Summit Union Life Holdings, LLC
In April 2015, through our operating partnership ("Operating Partnership"), we formed Summit Union Life Holdings, LLC ("SUL JV") with Best Years, LLC ("Best Years"), an unrelated entity and a U.S.-based affiliate of Union Life Insurance Co, Ltd. (a Chinese corporation), and entered into a limited liability company with Best Years with respect to the SUL JV (the "SUL LLC Agreement"). We have a 10% interest in the SUL JV which owns seven properties. The SUL JV is not consolidated in our condensed consolidated financial statements and is accounted for under the equity-method in our condensed consolidated financial statements.
In May 2025, the SUL JV sold two of its properties for a total gain of approximately $4.0 million and for the three and six months ended June 30, 2025, we recorded our 10% of the gain on the sales of approximately $0.4 million. We received approximately $0.4 million in cash from the capital proceeds of the sales. In June 2025, the SUL JV impaired two properties due to pending sales. We recorded our 10% of the impairment charge of approximately $0.4 million in the condensed consolidated statements of operations for the three and six months ended June 30, 2025.
In March 2024, the SUL JV sold one of its properties for a total gain of approximately $7.7 million. We received approximately $1.9 million in cash in April 2024 from the capital proceeds of the sale (of which approximately $0.1 million was our 10% accrued but unpaid return plus our total contribution and approximately $1.8 million was 25% of the remaining proceeds as due to us per the SUL LLC Agreement). In May 2024, the SUL JV sold one of the properties for a total gain of approximately $0.9 million and we recorded our 10% of the gain on the sales of approximately $0.1 million. In November 2024, the SUL JV sold four properties for a gain of approximately $11.1 million. We recorded our 10% share of the gain of approximately $1.1 million.
As of June 30, 2025 and December 31, 2024, the balance of our equity-method investment related to the SUL JV was approximately $0.5 million and $0.7 million, respectively.

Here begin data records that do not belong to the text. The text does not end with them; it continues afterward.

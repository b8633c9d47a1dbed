//! Collaborator interfaces to the external marketplace APIs.
//!
//! The engine never touches wire bytes, signing or envelope decoding; it
//! sees these shapes only. Every call is one remote round trip for one
//! tenant; no operation spans tenants.

use async_trait::async_trait;
use chrono::{DateTime, Utc};
use thiserror::Error;

use marketfeed_feeds::FeedPayload;
use marketfeed_inventory::TenantCredentials;

/// Transient transport-level failure (connection, 5xx, malformed response).
///
/// Not retried internally; the caller's scheduler owns retry policy.
#[derive(Debug, Error, Clone, PartialEq, Eq)]
#[error("transport error: {0}")]
pub struct TransportError(pub String);

/// Failure modes of a submission call.
#[derive(Debug, Error, Clone, PartialEq, Eq)]
pub enum SubmitError {
    /// The external system rejected the call for rate reasons. Handled like
    /// a gate-level throttle: an expected per-tenant outcome, not a fault.
    #[error("submission throttled by the external system")]
    Throttled,
    #[error(transparent)]
    Transport(#[from] TransportError),
}

/// Acknowledgement of one accepted submission.
#[derive(Debug, Clone)]
pub struct JobHandle {
    /// Job id assigned by the external system.
    pub external_job_id: String,
    /// Submission timestamp from the acknowledgement envelope.
    pub submitted_at: DateTime<Utc>,
    /// The parsed acknowledgement, kept for logging/auditing.
    pub raw_envelope: serde_json::Value,
}

/// One entry of the external status listing.
#[derive(Debug, Clone)]
pub struct JobStatusUpdate {
    pub external_job_id: String,
    /// Raw processing-status code (e.g. `_IN_PROGRESS_`, `_DONE_`).
    pub status_code: String,
    pub started_at: Option<DateTime<Utc>>,
    pub completed_at: Option<DateTime<Utc>>,
}

/// Parsed processing summary of a fetched result document.
#[derive(Debug, Clone)]
pub struct ResultSummary {
    /// Top-level status code, `"Complete"` on the happy path.
    pub status_code: String,
    /// Document transaction id, used in user-facing summaries.
    pub transaction_id: String,
    pub messages_processed: u64,
    pub errors: u64,
    pub warnings: u64,
}

/// A fetched result document for one finished job.
#[derive(Debug, Clone)]
pub struct FeedResult {
    pub body: Vec<u8>,
    /// Provider-supplied Content-MD5 header for integrity verification.
    pub checksum_header: String,
    pub summary: ResultSummary,
}

/// External feed submission API.
#[async_trait]
pub trait FeedSubmissionApi: Send + Sync {
    async fn submit(
        &self,
        credentials: &TenantCredentials,
        payload: &FeedPayload,
    ) -> Result<JobHandle, SubmitError>;
}

/// External feed status/result query API.
#[async_trait]
pub trait FeedQueryApi: Send + Sync {
    async fn list_statuses(
        &self,
        credentials: &TenantCredentials,
        external_job_ids: &[String],
    ) -> Result<Vec<JobStatusUpdate>, TransportError>;

    async fn fetch_result(
        &self,
        credentials: &TenantCredentials,
        external_job_id: &str,
    ) -> Result<FeedResult, TransportError>;
}
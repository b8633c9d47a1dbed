//! Feed construction and submission-job model.
//!
//! Turns a tenant's batch of inventory records into the provider payload
//! bodies for one submission, and models the asynchronous job the external
//! system hands back (its processing-status lifecycle and terminal
//! classification). Pure transforms; the wire client lives elsewhere.

pub mod builder;
pub mod condition;
pub mod job;

pub use builder::{FeedOperation, FeedPayload, build_feeds};
pub use condition::map_condition;
pub use job::{FeedJob, FeedKind, ProcessingStatus, classify_result};

use thiserror::Error;

/// Payload-building input errors.
///
/// These fail the whole batch for the offending tenant: a bad value must
/// not silently submit wrong data.
#[derive(Debug, Error, Clone, PartialEq, Eq)]
pub enum FeedError {
    /// Condition string outside the fixed external vocabulary.
    #[error("unknown condition: {0:?}")]
    UnknownCondition(String),

    /// A numeric field that could not be parsed as a float.
    #[error("invalid number in field {field}: {value:?}")]
    InvalidNumber { field: &'static str, value: String },
}
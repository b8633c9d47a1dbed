//! Per-tenant batch grouping.

use marketfeed_core::TenantId;
use marketfeed_inventory::InventoryRecord;

/// All records of one tenant, ready for one submission job.
#[derive(Debug, Clone, PartialEq, Eq)]
pub struct TenantBatch {
    pub tenant_id: TenantId,
    pub records: Vec<InventoryRecord>,
}

/// Partition an arbitrary, unordered record collection into one maximal
/// group per distinct tenant.
///
/// Records are sorted by tenant id first, so tenant-interleaved input never
/// splits a tenant across groups or drops records. The sort is stable:
/// within a group, records keep their input order (message ids depend on it).
pub fn group_by_tenant(mut records: Vec<InventoryRecord>) -> Vec<TenantBatch> {
    records.sort_by_key(|r| r.tenant_id);

    let mut batches: Vec<TenantBatch> = Vec::new();
    for record in records {
        match batches.last_mut() {
            Some(batch) if batch.tenant_id == record.tenant_id => batch.records.push(record),
            _ => batches.push(TenantBatch {
                tenant_id: record.tenant_id,
                records: vec![record],
            }),
        }
    }
    batches
}

#[cfg(test)]
mod tests {
    use super::*;
    use marketfeed_core::RecordId;
    use std::collections::HashSet;
    use uuid::Uuid;

    fn tenant(n: u128) -> TenantId {
        TenantId::from_uuid(Uuid::from_u128(n))
    }

    fn record(t: TenantId, sku: &str) -> InventoryRecord {
        InventoryRecord::new(t, sku, "012345678905", "9.99", "1", "New", "2")
    }

    #[test]
    fn interleaved_tenants_still_form_one_group_each() {
        let (a, b) = (tenant(1), tenant(2));
        let input = vec![
            record(a, "A1"),
            record(b, "B1"),
            record(a, "A2"),
            record(b, "B2"),
            record(a, "A3"),
        ];
        let batches = group_by_tenant(input);

        assert_eq!(batches.len(), 2);
        let a_batch = batches.iter().find(|g| g.tenant_id == a).unwrap();
        let b_batch = batches.iter().find(|g| g.tenant_id == b).unwrap();
        assert_eq!(a_batch.records.len(), 3);
        assert_eq!(b_batch.records.len(), 2);
    }

    #[test]
    fn input_order_is_preserved_within_a_group() {
        let a = tenant(1);
        let input = vec![record(a, "first"), record(tenant(2), "x"), record(a, "second")];
        let batches = group_by_tenant(input);
        let a_batch = batches.iter().find(|g| g.tenant_id == a).unwrap();
        let skus: Vec<_> = a_batch.records.iter().map(|r| r.sku.as_str()).collect();
        assert_eq!(skus, vec!["first", "second"]);
    }

    #[test]
    fn empty_input_yields_no_groups() {
        assert!(group_by_tenant(Vec::new()).is_empty());
    }

    mod proptest_tests {
        use super::*;
        use proptest::prelude::*;

        proptest! {
            /// Property: the union of groups equals the input set, with no
            /// record in two groups, for any input ordering.
            #[test]
            fn grouping_is_a_partition(assignments in proptest::collection::vec(0u128..5, 0..64)) {
                let input: Vec<InventoryRecord> = assignments
                    .iter()
                    .enumerate()
                    .map(|(i, t)| record(tenant(t + 1), &format!("SKU-{i}")))
                    .collect();
                let input_ids: HashSet<RecordId> = input.iter().map(|r| r.id).collect();

                let batches = group_by_tenant(input);

                let mut seen = HashSet::new();
                for batch in &batches {
                    for r in &batch.records {
                        prop_assert_eq!(r.tenant_id, batch.tenant_id);
                        prop_assert!(seen.insert(r.id), "record appears in two groups");
                    }
                }
                prop_assert_eq!(seen, input_ids);

                let tenants: HashSet<TenantId> = batches.iter().map(|b| b.tenant_id).collect();
                prop_assert_eq!(tenants.len(), batches.len(), "duplicate tenant group");
            }
        }
    }
}
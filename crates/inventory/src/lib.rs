//! Inventory domain module.
//!
//! Tenants (seller accounts), their inventory records, and the sync-status
//! lifecycle. Pure domain logic; no IO, no HTTP, no storage.

pub mod record;
pub mod tenant;

pub use record::{FieldChanges, InventoryRecord, SyncStatus};
pub use tenant::{Tenant, TenantCredentials};
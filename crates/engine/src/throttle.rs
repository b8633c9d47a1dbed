//! Per-tenant submission throttle.

use chrono::{DateTime, Duration, Utc};
use serde::Serialize;

/// Gate configuration.
///
/// `min_interval` is what the gate enforces. `minutes_remaining` in a
/// throttled decision is computed against `reporting_window` instead: the
/// two were the same 20 minutes historically, but the enforced interval has
/// been retuned independently of the user-facing message, so they are kept
/// as separate knobs rather than derived from one another.
#[derive(Debug, Clone)]
pub struct ThrottlePolicy {
    pub min_interval: Duration,
    pub reporting_window: Duration,
}

impl Default for ThrottlePolicy {
    fn default() -> Self {
        Self {
            min_interval: Duration::minutes(20),
            reporting_window: Duration::minutes(20),
        }
    }
}

/// Outcome of the gate. Throttling is an expected result, never an error.
#[derive(Debug, Clone, Copy, PartialEq, Eq, Serialize)]
#[serde(rename_all = "snake_case")]
pub enum ThrottleDecision {
    Allowed,
    Throttled { minutes_remaining: i64 },
}

impl ThrottlePolicy {
    /// Decide whether a tenant with the given `last_execution` may submit at
    /// `now`. Pure; no IO, no clock access.
    pub fn allow(&self, last_execution: Option<DateTime<Utc>>, now: DateTime<Utc>) -> ThrottleDecision {
        match last_execution {
            None => ThrottleDecision::Allowed,
            Some(last) if now >= last + self.min_interval => ThrottleDecision::Allowed,
            Some(last) => {
                let remaining = (last + self.reporting_window) - now;
                ThrottleDecision::Throttled {
                    minutes_remaining: remaining.num_seconds().max(0) / 60,
                }
            }
        }
    }
}

#[cfg(test)]
mod tests {
    use super::*;

    fn policy() -> ThrottlePolicy {
        ThrottlePolicy::default()
    }

    #[test]
    fn first_submission_is_always_allowed() {
        assert_eq!(policy().allow(None, Utc::now()), ThrottleDecision::Allowed);
    }

    #[test]
    fn one_minute_short_reports_one_minute_remaining() {
        let last = Utc::now();
        let decision = policy().allow(Some(last), last + Duration::minutes(19));
        assert_eq!(decision, ThrottleDecision::Throttled { minutes_remaining: 1 });
    }

    #[test]
    fn exactly_at_the_interval_is_allowed() {
        let last = Utc::now();
        let decision = policy().allow(Some(last), last + Duration::minutes(20));
        assert_eq!(decision, ThrottleDecision::Allowed);
    }

    #[test]
    fn reported_minutes_floor_toward_zero() {
        let last = Utc::now();
        // 30 seconds short of the window floors to 0 whole minutes.
        let decision = policy().allow(Some(last), last + Duration::minutes(19) + Duration::seconds(30));
        assert_eq!(decision, ThrottleDecision::Throttled { minutes_remaining: 0 });
    }

    #[test]
    fn reporting_window_is_independent_of_the_enforced_interval() {
        // A shortened enforcement interval still reports remaining time
        // against the historical 20-minute window.
        let policy = ThrottlePolicy {
            min_interval: Duration::minutes(5),
            reporting_window: Duration::minutes(20),
        };
        let last = Utc::now();
        let decision = policy.allow(Some(last), last + Duration::minutes(3));
        assert_eq!(decision, ThrottleDecision::Throttled { minutes_remaining: 17 });
        assert_eq!(policy.allow(Some(last), last + Duration::minutes(5)), ThrottleDecision::Allowed);
    }
}
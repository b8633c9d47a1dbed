//! Strongly-typed identifiers used across the domain.

use core::str::FromStr;
use serde::{Deserialize, Serialize};
use uuid::Uuid;

use crate::error::CoreError;

/// Identifier of a tenant, one seller account (multi-tenant boundary).
#[derive(Debug, Copy, Clone, PartialEq, Eq, PartialOrd, Ord, Hash, Serialize, Deserialize)]
#[serde(transparent)]
pub struct TenantId(Uuid);

/// Identifier of one inventory change record.
#[derive(Debug, Copy, Clone, PartialEq, Eq, PartialOrd, Ord, Hash, Serialize, Deserialize)]
#[serde(transparent)]
pub struct RecordId(Uuid);

/// Local identifier of one feed submission job (the external system assigns
/// its own id separately).
#[derive(Debug, Copy, Clone, PartialEq, Eq, PartialOrd, Ord, Hash, Serialize, Deserialize)]
#[serde(transparent)]
pub struct FeedJobId(Uuid);

macro_rules! impl_uuid_newtype {
    ($t:ty, $name:literal) => {
        impl $t {
            /// Create a new identifier.
            ///
            /// Uses UUIDv7 (time-ordered). Prefer passing IDs explicitly in tests
            /// for determinism.
            pub fn new() -> Self {
                Self(Uuid::now_v7())
            }

            pub fn from_uuid(uuid: Uuid) -> Self {
                Self(uuid)
            }

            pub fn as_uuid(&self) -> &Uuid {
                &self.0
            }
        }

        impl Default for $t {
            fn default() -> Self {
                Self::new()
            }
        }

        impl core::fmt::Display for $t {
            fn fmt(&self, f: &mut core::fmt::Formatter<'_>) -> core::fmt::Result {
                core::fmt::Display::fmt(&self.0, f)
            }
        }

        impl From<Uuid> for $t {
            fn from(value: Uuid) -> Self {
                Self(value)
            }
        }

        impl From<$t> for Uuid {
            fn from(value: $t) -> Self {
                value.0
            }
        }

        impl FromStr for $t {
            type Err = CoreError;

            fn from_str(s: &str) -> Result<Self, Self::Err> {
                let uuid = Uuid::from_str(s)
                    .map_err(|e| CoreError::invalid_id(format!("{}: {}", $name, e)))?;
                Ok(Self(uuid))
            }
        }
    };
}

impl_uuid_newtype!(TenantId, "TenantId");
impl_uuid_newtype!(RecordId, "RecordId");
impl_uuid_newtype!(FeedJobId, "FeedJobId");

Equity-Method Partner - Fantasia Investment III LLC
In 2016 and 2017, through our Operating Partnership, we entered into two separate limited liability company agreements (collectively, the "Fantasia Agreements") with Fantasia Investment III LLC ("Fantasia"), an unrelated entity and a U.S.-based affiliate of Fantasia Holdings Group Co., Limited (a Chinese corporation listed on the Stock Exchange of Hong Kong (HKEX)), and formed two separate companies, and through May 30, 2025, Summit Fantasia Holdings II, LLC ("Fantasia II JV") of which we owned a 20% interest in two skilled nursing facilities located in Rhode Island, and through May 1, 2024, Summit Fantasia Holdings III, LLC ("Fantasia III JV") (collectively, the "Fantasia JVs").
The Fantasia JVs were not consolidated in our condensed consolidated financial statements and were accounted for under the equity-method in our condensed consolidated financial statements.
Through March 31, 2025, we had continued to report losses incurred in the Fantasia II JV as an equity-method investment because of our ongoing intention to fund the JV. As of April 1, 2025, we no longer intended to fund the Fantasia II JV due to its execution of an agreement to sell its two properties in May 2025 and therefore did not record any further losses incurred by the Fantasia II JV. As of May 30, 2025, we wrote off the equity-method investment balance of $(0.3 million) and as such, we no longer have an equity-method investment in the Fantasia II JV.
In May 2024, the Fantasia III JV sold their eight properties for approximately $60.0 million. We received approximately $2.1 million in cash from the sale resulting in the winding-up of our equity-method investment and as such, as of May 2, 2024, we no longer have an equity-method interest in the Fantasia III JV.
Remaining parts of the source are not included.